* **TASK STATEMENT**: Output only the lines from the start of the entries through the line holding "fn rounded(&self) ->". Each line must match the original exactly.

* **MATERIAL PROVIDED**:

════

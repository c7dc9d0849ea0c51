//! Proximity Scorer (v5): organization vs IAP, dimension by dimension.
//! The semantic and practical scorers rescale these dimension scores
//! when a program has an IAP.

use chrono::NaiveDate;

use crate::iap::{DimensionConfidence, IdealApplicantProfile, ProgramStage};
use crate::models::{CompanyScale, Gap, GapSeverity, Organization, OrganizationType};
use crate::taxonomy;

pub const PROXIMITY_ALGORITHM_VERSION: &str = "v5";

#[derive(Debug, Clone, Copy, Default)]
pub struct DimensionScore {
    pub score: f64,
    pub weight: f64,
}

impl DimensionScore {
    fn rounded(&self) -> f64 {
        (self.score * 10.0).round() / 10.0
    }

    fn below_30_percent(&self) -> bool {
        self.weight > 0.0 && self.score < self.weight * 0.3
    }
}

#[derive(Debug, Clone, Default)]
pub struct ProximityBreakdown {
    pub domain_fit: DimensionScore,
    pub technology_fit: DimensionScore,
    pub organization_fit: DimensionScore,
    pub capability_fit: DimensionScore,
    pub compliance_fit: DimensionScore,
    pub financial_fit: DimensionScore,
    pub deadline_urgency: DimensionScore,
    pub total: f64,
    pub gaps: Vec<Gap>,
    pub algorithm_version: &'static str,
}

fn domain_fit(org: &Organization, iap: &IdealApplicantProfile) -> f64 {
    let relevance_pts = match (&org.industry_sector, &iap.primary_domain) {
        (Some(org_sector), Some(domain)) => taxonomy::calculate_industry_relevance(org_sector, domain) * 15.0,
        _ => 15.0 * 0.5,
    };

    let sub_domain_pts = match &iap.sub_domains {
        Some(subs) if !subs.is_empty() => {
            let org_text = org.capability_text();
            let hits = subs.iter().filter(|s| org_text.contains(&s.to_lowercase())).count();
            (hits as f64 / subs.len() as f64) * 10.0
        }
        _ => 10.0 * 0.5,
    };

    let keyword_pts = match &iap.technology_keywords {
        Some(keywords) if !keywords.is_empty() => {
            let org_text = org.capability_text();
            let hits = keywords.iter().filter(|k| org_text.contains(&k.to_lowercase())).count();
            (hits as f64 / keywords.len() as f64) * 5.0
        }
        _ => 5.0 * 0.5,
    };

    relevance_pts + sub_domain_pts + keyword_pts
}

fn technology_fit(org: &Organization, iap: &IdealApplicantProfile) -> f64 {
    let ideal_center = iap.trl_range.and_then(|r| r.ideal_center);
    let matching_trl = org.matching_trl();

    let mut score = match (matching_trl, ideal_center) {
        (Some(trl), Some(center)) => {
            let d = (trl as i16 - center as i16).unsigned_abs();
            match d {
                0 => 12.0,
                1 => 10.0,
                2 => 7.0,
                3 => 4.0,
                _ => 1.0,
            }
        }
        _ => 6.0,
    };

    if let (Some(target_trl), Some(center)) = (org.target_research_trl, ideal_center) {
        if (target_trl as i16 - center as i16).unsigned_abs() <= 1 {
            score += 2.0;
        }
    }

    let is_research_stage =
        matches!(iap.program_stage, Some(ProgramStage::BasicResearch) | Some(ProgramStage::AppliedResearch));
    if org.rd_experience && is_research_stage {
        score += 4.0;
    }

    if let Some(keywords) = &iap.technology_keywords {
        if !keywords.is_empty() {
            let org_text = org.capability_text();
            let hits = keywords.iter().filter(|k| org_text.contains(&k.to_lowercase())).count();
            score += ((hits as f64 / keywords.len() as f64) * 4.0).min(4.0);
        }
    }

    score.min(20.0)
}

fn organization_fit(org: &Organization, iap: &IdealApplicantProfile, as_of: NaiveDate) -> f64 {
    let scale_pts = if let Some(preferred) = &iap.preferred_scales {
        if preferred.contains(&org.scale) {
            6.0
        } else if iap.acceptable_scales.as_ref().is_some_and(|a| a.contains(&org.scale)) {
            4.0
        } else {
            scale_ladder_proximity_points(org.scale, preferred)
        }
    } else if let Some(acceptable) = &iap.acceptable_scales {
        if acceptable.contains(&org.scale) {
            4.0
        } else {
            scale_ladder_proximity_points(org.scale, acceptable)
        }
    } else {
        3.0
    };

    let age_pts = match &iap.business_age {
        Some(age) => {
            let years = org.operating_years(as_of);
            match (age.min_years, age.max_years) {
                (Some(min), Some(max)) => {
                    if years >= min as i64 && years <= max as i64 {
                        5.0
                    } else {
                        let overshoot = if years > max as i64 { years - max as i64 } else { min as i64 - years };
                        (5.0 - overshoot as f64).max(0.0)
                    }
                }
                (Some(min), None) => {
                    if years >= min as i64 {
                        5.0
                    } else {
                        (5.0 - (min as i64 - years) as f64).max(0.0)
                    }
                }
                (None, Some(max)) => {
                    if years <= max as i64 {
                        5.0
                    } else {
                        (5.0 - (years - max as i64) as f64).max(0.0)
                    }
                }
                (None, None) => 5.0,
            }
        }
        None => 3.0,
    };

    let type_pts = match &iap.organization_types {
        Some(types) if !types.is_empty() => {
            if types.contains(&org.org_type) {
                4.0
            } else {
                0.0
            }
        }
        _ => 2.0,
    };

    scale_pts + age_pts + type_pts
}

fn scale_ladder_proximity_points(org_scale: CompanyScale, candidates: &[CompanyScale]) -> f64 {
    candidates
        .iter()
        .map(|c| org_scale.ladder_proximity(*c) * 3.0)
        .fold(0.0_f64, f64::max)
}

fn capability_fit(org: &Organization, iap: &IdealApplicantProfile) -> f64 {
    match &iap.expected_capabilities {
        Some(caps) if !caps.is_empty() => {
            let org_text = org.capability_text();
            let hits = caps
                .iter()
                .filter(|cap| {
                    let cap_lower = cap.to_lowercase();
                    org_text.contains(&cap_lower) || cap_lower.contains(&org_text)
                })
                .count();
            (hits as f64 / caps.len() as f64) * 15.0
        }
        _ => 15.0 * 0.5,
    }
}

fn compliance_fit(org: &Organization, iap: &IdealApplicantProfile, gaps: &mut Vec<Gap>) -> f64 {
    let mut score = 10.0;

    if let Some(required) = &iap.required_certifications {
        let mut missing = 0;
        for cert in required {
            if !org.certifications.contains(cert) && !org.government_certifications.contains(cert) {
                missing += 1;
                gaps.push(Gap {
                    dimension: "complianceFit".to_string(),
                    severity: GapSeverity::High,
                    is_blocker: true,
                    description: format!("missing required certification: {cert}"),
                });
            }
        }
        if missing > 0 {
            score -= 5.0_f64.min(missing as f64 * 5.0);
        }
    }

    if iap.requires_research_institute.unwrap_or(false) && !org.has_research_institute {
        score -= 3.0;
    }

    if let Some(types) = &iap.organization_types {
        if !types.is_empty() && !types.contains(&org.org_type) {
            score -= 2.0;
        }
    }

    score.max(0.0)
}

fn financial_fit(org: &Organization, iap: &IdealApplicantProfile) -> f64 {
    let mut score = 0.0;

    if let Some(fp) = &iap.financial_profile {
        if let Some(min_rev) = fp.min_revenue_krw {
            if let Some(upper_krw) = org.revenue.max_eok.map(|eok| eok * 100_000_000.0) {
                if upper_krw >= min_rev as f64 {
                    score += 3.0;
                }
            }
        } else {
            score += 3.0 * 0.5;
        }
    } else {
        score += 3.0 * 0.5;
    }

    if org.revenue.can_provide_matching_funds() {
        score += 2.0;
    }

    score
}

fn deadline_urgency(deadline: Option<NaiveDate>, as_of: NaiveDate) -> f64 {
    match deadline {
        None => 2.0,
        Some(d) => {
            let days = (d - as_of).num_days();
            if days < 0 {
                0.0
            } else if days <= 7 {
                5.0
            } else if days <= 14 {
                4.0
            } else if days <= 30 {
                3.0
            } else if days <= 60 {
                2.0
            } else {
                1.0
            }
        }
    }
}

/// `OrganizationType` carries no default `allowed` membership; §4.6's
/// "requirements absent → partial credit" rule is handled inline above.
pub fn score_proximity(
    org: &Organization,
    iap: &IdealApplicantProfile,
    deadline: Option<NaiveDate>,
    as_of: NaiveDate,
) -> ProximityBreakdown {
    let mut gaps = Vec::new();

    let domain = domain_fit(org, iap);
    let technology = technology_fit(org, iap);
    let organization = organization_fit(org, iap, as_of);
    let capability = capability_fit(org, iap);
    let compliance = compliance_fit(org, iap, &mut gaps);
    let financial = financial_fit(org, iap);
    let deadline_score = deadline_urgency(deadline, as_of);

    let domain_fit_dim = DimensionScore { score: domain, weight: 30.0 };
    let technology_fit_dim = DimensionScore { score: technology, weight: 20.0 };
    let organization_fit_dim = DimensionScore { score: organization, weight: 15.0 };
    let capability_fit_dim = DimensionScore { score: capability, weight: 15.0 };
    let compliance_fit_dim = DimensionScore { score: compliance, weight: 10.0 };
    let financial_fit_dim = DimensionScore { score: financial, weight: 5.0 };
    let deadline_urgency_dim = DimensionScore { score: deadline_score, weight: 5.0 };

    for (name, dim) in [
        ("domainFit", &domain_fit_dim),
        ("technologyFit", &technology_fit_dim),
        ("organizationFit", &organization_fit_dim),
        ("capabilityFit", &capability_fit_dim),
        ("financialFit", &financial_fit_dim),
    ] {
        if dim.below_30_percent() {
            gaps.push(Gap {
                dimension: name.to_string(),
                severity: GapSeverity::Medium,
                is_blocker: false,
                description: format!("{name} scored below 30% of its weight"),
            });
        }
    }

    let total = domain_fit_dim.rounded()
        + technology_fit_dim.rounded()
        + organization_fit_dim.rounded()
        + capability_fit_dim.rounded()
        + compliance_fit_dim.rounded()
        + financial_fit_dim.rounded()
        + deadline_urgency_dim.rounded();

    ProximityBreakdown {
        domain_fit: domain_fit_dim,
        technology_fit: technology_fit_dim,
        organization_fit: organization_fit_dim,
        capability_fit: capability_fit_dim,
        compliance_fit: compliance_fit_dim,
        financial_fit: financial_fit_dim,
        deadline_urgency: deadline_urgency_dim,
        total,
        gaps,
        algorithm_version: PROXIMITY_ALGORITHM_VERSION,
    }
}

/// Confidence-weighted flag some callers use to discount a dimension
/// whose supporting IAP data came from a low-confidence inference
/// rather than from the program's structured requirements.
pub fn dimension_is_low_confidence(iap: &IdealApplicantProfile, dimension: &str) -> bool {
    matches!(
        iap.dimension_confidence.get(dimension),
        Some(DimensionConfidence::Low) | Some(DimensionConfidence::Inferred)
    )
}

════

* **FINAL ANSWER**:
repository c7dc9d0849ea0c51
//! Proximity Scorer (v5): organization vs IAP, dimension by dimension.
//! The semantic and practical scorers rescale these dimension scores
//! when a program has an IAP.

use chrono::NaiveDate;

use crate::iap::{DimensionConfidence, IdealApplicantProfile, ProgramStage};
use crate::models::{CompanyScale, Gap, GapSeverity, Organization, OrganizationType};
use crate::taxonomy;

pub const PROXIMITY_ALGORITHM_VERSION: &str = "v5";

#[derive(Debug, Clone, Copy, Default)]
pub struct DimensionScore {
    pub score: f64,
    pub weight: f64,
}

impl DimensionScore {
    fn rounded(&self) -> f64 {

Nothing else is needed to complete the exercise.